── Data provided ──

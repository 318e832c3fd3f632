//! Request creator (§4.4): turns a raw command string into a persisted,
//! pending [`Request`], or reports it needed no review at all.

use std::sync::Arc;

use chrono::{Duration, Utc};
use sha2::{Digest, Sha256};
use slb_classifier::PatternEngine;
use slb_common::{Error, RequestId, RiskTier, SessionId};
use slb_config::SlbConfig;
use slb_normalizer::normalize;
use slb_store::{
    model::{CommandSpec, Justification, Request, RequestStatus},
    Repository,
};

use crate::redaction::Redactor;

/// Outcome of [`create_request`].
pub enum CreateOutcome {
    /// A pending request was persisted.
    Created(Request),
    /// The command classified as safe and needs no review.
    Skipped,
}

/// Input the caller supplies for a new request; everything else is derived.
pub struct NewCommand<'a> {
    pub session_id: SessionId,
    pub command_raw: &'a str,
    pub cwd: &'a str,
    pub justification: Justification,
}

/// Create a request for `input`, or report it was skipped because it needs
/// no review (§4.4).
pub async fn create_request(
    repo: &dyn Repository,
    classifier: &PatternEngine,
    redactor: &Redactor,
    config: &SlbConfig,
    input: NewCommand<'_>,
) -> Result<CreateOutcome, Error> {
    if input.command_raw.trim().is_empty() {
        return Err(Error::message("command must be non-empty"));
    }

    let session = repo
        .get_session(input.session_id)
        .await?
        .ok_or_else(|| Error::message("session not found"))?;
    if !session.is_active() {
        return Err(Error::message("session is not active"));
    }
    if config.blocked_agents.iter().any(|a| a == &session.agent) {
        return Err(Error::message(format!("agent {} is blocked", session.agent)));
    }

    let (display_redacted, contains_sensitive) = redactor.redact(input.command_raw);

    let normalized = normalize(input.command_raw, Some(input.cwd));
    let classification = slb_classifier::classify(classifier, &normalized);

    if classification.is_safe && !classification.needs_approval {
        return Ok(CreateOutcome::Skipped);
    }

    let hash = command_hash(input.command_raw, None, input.cwd, false);
    let command = CommandSpec {
        raw: input.command_raw.to_string(),
        argv: None,
        cwd: input.cwd.to_string(),
        shell: false,
        display_redacted,
        contains_sensitive,
        hash,
    };

    let min_approvals = resolve_min_approvals(repo, config, &session.project_path, classification.tier, classification.min_approvals).await?;
    let require_different_model = classification.tier == RiskTier::Critical;

    let now = Utc::now();
    let request = Request {
        id: RequestId::new(),
        project_path: session.project_path,
        requestor_session_id: session.id,
        requestor_agent: session.agent,
        requestor_model: session.model,
        risk_tier: classification.tier,
        min_approvals,
        require_different_model,
        command,
        justification: input.justification,
        status: RequestStatus::Pending,
        created_at: now,
        expires_at: now + Duration::minutes(config.request.ttl_minutes as i64),
        approval_expires_at: None,
        resolved_at: None,
        execution: None,
        rollback_path: None,
    };

    repo.create_request(&request).await?;
    Ok(CreateOutcome::Created(request))
}

/// Resolve effective `min_approvals`: the tier's base (with any per-tier
/// config override), optionally tightened by dynamic quorum (§4.4).
async fn resolve_min_approvals(
    repo: &dyn Repository,
    config: &SlbConfig,
    project_path: &str,
    tier: RiskTier,
    classifier_min: u32,
) -> Result<u32, Error> {
    let configured = config
        .patterns
        .min_approvals
        .get(tier.as_str())
        .copied()
        .unwrap_or(classifier_min);

    if !config.dynamic_quorum.enabled {
        return Ok(configured);
    }

    let active = repo.list_active_sessions(project_path).await?.len() as u32;
    let floor = if tier == RiskTier::Critical { config.dynamic_quorum.floor.max(1) } else { config.dynamic_quorum.floor };
    let dynamic = active.saturating_sub(1).clamp(floor, configured.max(floor));
    Ok(dynamic.min(configured))
}

/// `H(canonical(raw, argv, cwd, shell))` — any change to these fields
/// between approval and execution fails hash verification (Testable
/// Property 7, §4.6 G4).
#[must_use]
pub fn command_hash(raw: &str, argv: Option<&[String]>, cwd: &str, shell: bool) -> String {
    let mut hasher = Sha256::new();
    hasher.update(raw.as_bytes());
    hasher.update([0u8]);
    if let Some(argv) = argv {
        for arg in argv {
            hasher.update(arg.as_bytes());
            hasher.update([0u8]);
        }
    }
    hasher.update(cwd.as_bytes());
    hasher.update([0u8]);
    hasher.update([u8::from(shell)]);
    format!("{:x}", hasher.finalize())
}

#[allow(clippy::unwrap_used, clippy::expect_used)]
#[cfg(test)]
mod tests {
    use slb_store::SqliteRepository;

    use super::*;

    async fn repo() -> SqliteRepository {
        SqliteRepository::new("sqlite::memory:").await.unwrap()
    }

    async fn active_session(repo: &SqliteRepository, project: &str, model: &str) -> SessionId {
        let session = slb_store::model::Session {
            id: SessionId::new(),
            agent: "agent-a".to_string(),
            program: "cli".to_string(),
            model: model.to_string(),
            project_path: project.to_string(),
            session_key: "key".to_string(),
            created_at: Utc::now(),
            last_active_at: Utc::now(),
            ended_at: None,
        };
        repo.create_session(&session).await.unwrap();
        session.id
    }

    #[tokio::test]
    async fn safe_command_is_skipped() {
        let repo = repo().await;
        let sid = active_session(&repo, "/proj", "gpt").await;
        let classifier = PatternEngine::new().unwrap();
        let redactor = Redactor::default();
        let cfg = SlbConfig::default();

        let outcome = create_request(
            &repo,
            &classifier,
            &redactor,
            &cfg,
            NewCommand { session_id: sid, command_raw: "ls -la", cwd: "/proj", justification: Justification::default() },
        )
        .await
        .unwrap();
        assert!(matches!(outcome, CreateOutcome::Skipped));
    }

    #[tokio::test]
    async fn dangerous_command_is_created_pending() {
        let repo = repo().await;
        let sid = active_session(&repo, "/proj", "gpt").await;
        let classifier = PatternEngine::new().unwrap();
        let redactor = Redactor::default();
        let cfg = SlbConfig::default();

        let outcome = create_request(
            &repo,
            &classifier,
            &redactor,
            &cfg,
            NewCommand { session_id: sid, command_raw: "rm -rf /tmp/build", cwd: "/proj", justification: Justification::default() },
        )
        .await
        .unwrap();
        match outcome {
            CreateOutcome::Created(req) => {
                assert_eq!(req.status, RequestStatus::Pending);
                assert_eq!(req.risk_tier, RiskTier::Dangerous);
                assert_eq!(req.min_approvals, 1);
                assert!(!req.require_different_model);
            },
            CreateOutcome::Skipped => panic!("expected a created request"),
        }
    }

    #[tokio::test]
    async fn critical_command_requires_different_model() {
        let repo = repo().await;
        let sid = active_session(&repo, "/proj", "gpt").await;
        let classifier = PatternEngine::new().unwrap();
        let redactor = Redactor::default();
        let cfg = SlbConfig::default();

        let outcome = create_request(
            &repo,
            &classifier,
            &redactor,
            &cfg,
            NewCommand {
                session_id: sid,
                command_raw: "DROP DATABASE prod",
                cwd: "/proj",
                justification: Justification::default(),
            },
        )
        .await
        .unwrap();
        match outcome {
            CreateOutcome::Created(req) => {
                assert_eq!(req.risk_tier, RiskTier::Critical);
                assert!(req.require_different_model);
                assert_eq!(req.min_approvals, 2);
            },
            CreateOutcome::Skipped => panic!("expected a created request"),
        }
    }

    #[tokio::test]
    async fn blocked_agent_is_rejected() {
        let repo = repo().await;
        let sid = active_session(&repo, "/proj", "gpt").await;
        let classifier = PatternEngine::new().unwrap();
        let redactor = Redactor::default();
        let mut cfg = SlbConfig::default();
        cfg.blocked_agents.push("agent-a".to_string());

        let result = create_request(
            &repo,
            &classifier,
            &redactor,
            &cfg,
            NewCommand { session_id: sid, command_raw: "rm -rf /tmp", cwd: "/proj", justification: Justification::default() },
        )
        .await;
        assert!(result.is_err());
    }
}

───

- **Task details**
Set down the whole listing exactly.

- **Finished exercise**
repository 318e832c3fd3f632
//! Request creator (§4.4): turns a raw command string into a persisted,
//! pending [`Request`], or reports it needed no review at all.

use std::sync::Arc;

use chrono::{Duration, Utc};
use sha2::{Digest, Sha256};
use slb_classifier::PatternEngine;
use slb_common::{Error, RequestId, RiskTier, SessionId};
use slb_config::SlbConfig;
use slb_normalizer::normalize;
use slb_store::{
    model::{CommandSpec, Justification, Request, RequestStatus},
    Repository,
};

use crate::redaction::Redactor;

/// Outcome of [`create_request`].
pub enum CreateOutcome {
    /// A pending request was persisted.
    Created(Request),
    /// The command classified as safe and needs no review.
    Skipped,
}

/// Input the caller supplies for a new request; everything else is derived.
pub struct NewCommand<'a> {
    pub session_id: SessionId,
    pub command_raw: &'a str,
    pub cwd: &'a str,
    pub justification: Justification,
}

/// Create a request for `input`, or report it was skipped because it needs
/// no review (§4.4).
pub async fn create_request(
    repo: &dyn Repository,
    classifier: &PatternEngine,
    redactor: &Redactor,
    config: &SlbConfig,
    input: NewCommand<'_>,
) -> Result<CreateOutcome, Error> {
    if input.command_raw.trim().is_empty() {
        return Err(Error::message("command must be non-empty"));
    }

    let session = repo
        .get_session(input.session_id)
        .await?
        .ok_or_else(|| Error::message("session not found"))?;
    if !session.is_active() {
        return Err(Error::message("session is not active"));
    }
    if config.blocked_agents.iter().any(|a| a == &session.agent) {
        return Err(Error::message(format!("agent {} is blocked", session.agent)));
    }

    let (display_redacted, contains_sensitive) = redactor.redact(input.command_raw);

    let normalized = normalize(input.command_raw, Some(input.cwd));
    let classification = slb_classifier::classify(classifier, &normalized);

    if classification.is_safe && !classification.needs_approval {
        return Ok(CreateOutcome::Skipped);
    }

    let hash = command_hash(input.command_raw, None, input.cwd, false);
    let command = CommandSpec {
        raw: input.command_raw.to_string(),
        argv: None,
        cwd: input.cwd.to_string(),
        shell: false,
        display_redacted,
        contains_sensitive,
        hash,
    };

    let min_approvals = resolve_min_approvals(repo, config, &session.project_path, classification.tier, classification.min_approvals).await?;
    let require_different_model = classification.tier == RiskTier::Critical;

    let now = Utc::now();
    let request = Request {
        id: RequestId::new(),
        project_path: session.project_path,
        requestor_session_id: session.id,
        requestor_agent: session.agent,
        requestor_model: session.model,
        risk_tier: classification.tier,
        min_approvals,
        require_different_model,
        command,
        justification: input.justification,
        status: RequestStatus::Pending,
        created_at: now,
        expires_at: now + Duration::minutes(config.request.ttl_minutes as i64),
        approval_expires_at: None,
        resolved_at: None,
        execution: None,
        rollback_path: None,
    };

    repo.create_request(&request).await?;
    Ok(CreateOutcome::Created(request))
}

/// Resolve effective `min_approvals`: the tier's base (with any per-tier
/// config override), optionally tightened by dynamic quorum (§4.4).
async fn resolve_min_approvals(
    repo: &dyn Repository,
    config: &SlbConfig,
    project_path: &str,
    tier: RiskTier,
    classifier_min: u32,
) -> Result<u32, Error> {
    let configured = config
        .patterns
        .min_approvals
        .get(tier.as_str())
        .copied()
        .unwrap_or(classifier_min);

    if !config.dynamic_quorum.enabled {
        return Ok(configured);
    }

    let active = repo.list_active_sessions(project_path).await?.len() as u32;
    let floor = if tier == RiskTier::Critical { config.dynamic_quorum.floor.max(1) } else { config.dynamic_quorum.floor };
    let dynamic = active.saturating_sub(1).clamp(floor, configured.max(floor));
    Ok(dynamic.min(configured))
}

/// `H(canonical(raw, argv, cwd, shell))` — any change to these fields
/// between approval and execution fails hash verification (Testable
/// Property 7, §4.6 G4).
#[must_use]
pub fn command_hash(raw: &str, argv: Option<&[String]>, cwd: &str, shell: bool) -> String {
    let mut hasher = Sha256::new();
    hasher.update(raw.as_bytes());
    hasher.update([0u8]);
    if let Some(argv) = argv {
        for arg in argv {
            hasher.update(arg.as_bytes());
            hasher.update([0u8]);
        }
    }
    hasher.update(cwd.as_bytes());
    hasher.update([0u8]);
    hasher.update([u8::from(shell)]);
    format!("{:x}", hasher.finalize())
}

#[allow(clippy::unwrap_used, clippy::expect_used)]
#[cfg(test)]
mod tests {
    use slb_store::SqliteRepository;

    use super::*;

    async fn repo() -> SqliteRepository {
        SqliteRepository::new("sqlite::memory:").await.unwrap()
    }

    async fn active_session(repo: &SqliteRepository, project: &str, model: &str) -> SessionId {
        let session = slb_store::model::Session {
            id: SessionId::new(),
            agent: "agent-a".to_string(),
            program: "cli".to_string(),
            model: model.to_string(),
            project_path: project.to_string(),
            session_key: "key".to_string(),
            created_at: Utc::now(),
            last_active_at: Utc::now(),
            ended_at: None,
        };
        repo.create_session(&session).await.unwrap();
        session.id
    }

    #[tokio::test]
    async fn safe_command_is_skipped() {
        let repo = repo().await;
        let sid = active_session(&repo, "/proj", "gpt").await;
        let classifier = PatternEngine::new().unwrap();
        let redactor = Redactor::default();
        let cfg = SlbConfig::default();

        let outcome = create_request(
            &repo,
            &classifier,
            &redactor,
            &cfg,
            NewCommand { session_id: sid, command_raw: "ls -la", cwd: "/proj", justification: Justification::default() },
        )
        .await
        .unwrap();
        assert!(matches!(outcome, CreateOutcome::Skipped));
    }

    #[tokio::test]
    async fn dangerous_command_is_created_pending() {
        let repo = repo().await;
        let sid = active_session(&repo, "/proj", "gpt").await;
        let classifier = PatternEngine::new().unwrap();
        let redactor = Redactor::default();
        let cfg = SlbConfig::default();

        let outcome = create_request(
            &repo,
            &classifier,
            &redactor,
            &cfg,
            NewCommand { session_id: sid, command_raw: "rm -rf /tmp/build", cwd: "/proj", justification: Justification::default() },
        )
        .await
        .unwrap();
        match outcome {
            CreateOutcome::Created(req) => {
                assert_eq!(req.status, RequestStatus::Pending);
                assert_eq!(req.risk_tier, RiskTier::Dangerous);
                assert_eq!(req.min_approvals, 1);
                assert!(!req.require_different_model);
            },
            CreateOutcome::Skipped => panic!("expected a created request"),
        }
    }

    #[tokio::test]
    async fn critical_command_requires_different_model() {
        let repo = repo().await;
        let sid = active_session(&repo, "/proj", "gpt").await;
        let classifier = PatternEngine::new().unwrap();
        let redactor = Redactor::default();
        let cfg = SlbConfig::default();

        let outcome = create_request(
            &repo,
            &classifier,
            &redactor,
            &cfg,
            NewCommand {
                session_id: sid,
                command_raw: "DROP DATABASE prod",
                cwd: "/proj",
                justification: Justification::default(),
            },
        )
        .await
        .unwrap();
        match outcome {
            CreateOutcome::Created(req) => {
                assert_eq!(req.risk_tier, RiskTier::Critical);
                assert!(req.require_different_model);
                assert_eq!(req.min_approvals, 2);
            },
            CreateOutcome::Skipped => panic!("expected a created request"),
        }
    }

    #[tokio::test]
    async fn blocked_agent_is_rejected() {
        let repo = repo().await;
        let sid = active_session(&repo, "/proj", "gpt").await;
        let classifier = PatternEngine::new().unwrap();
        let redactor = Redactor::default();
        let mut cfg = SlbConfig::default();
        cfg.blocked_agents.push("agent-a".to_string());

        let result = create_request(
            &repo,
            &classifier,
            &redactor,
            &cfg,
            NewCommand { session_id: sid, command_raw: "rm -rf /tmp", cwd: "/proj", justification: Justification::default() },
        )
        .await;
        assert!(result.is_err());
    }
}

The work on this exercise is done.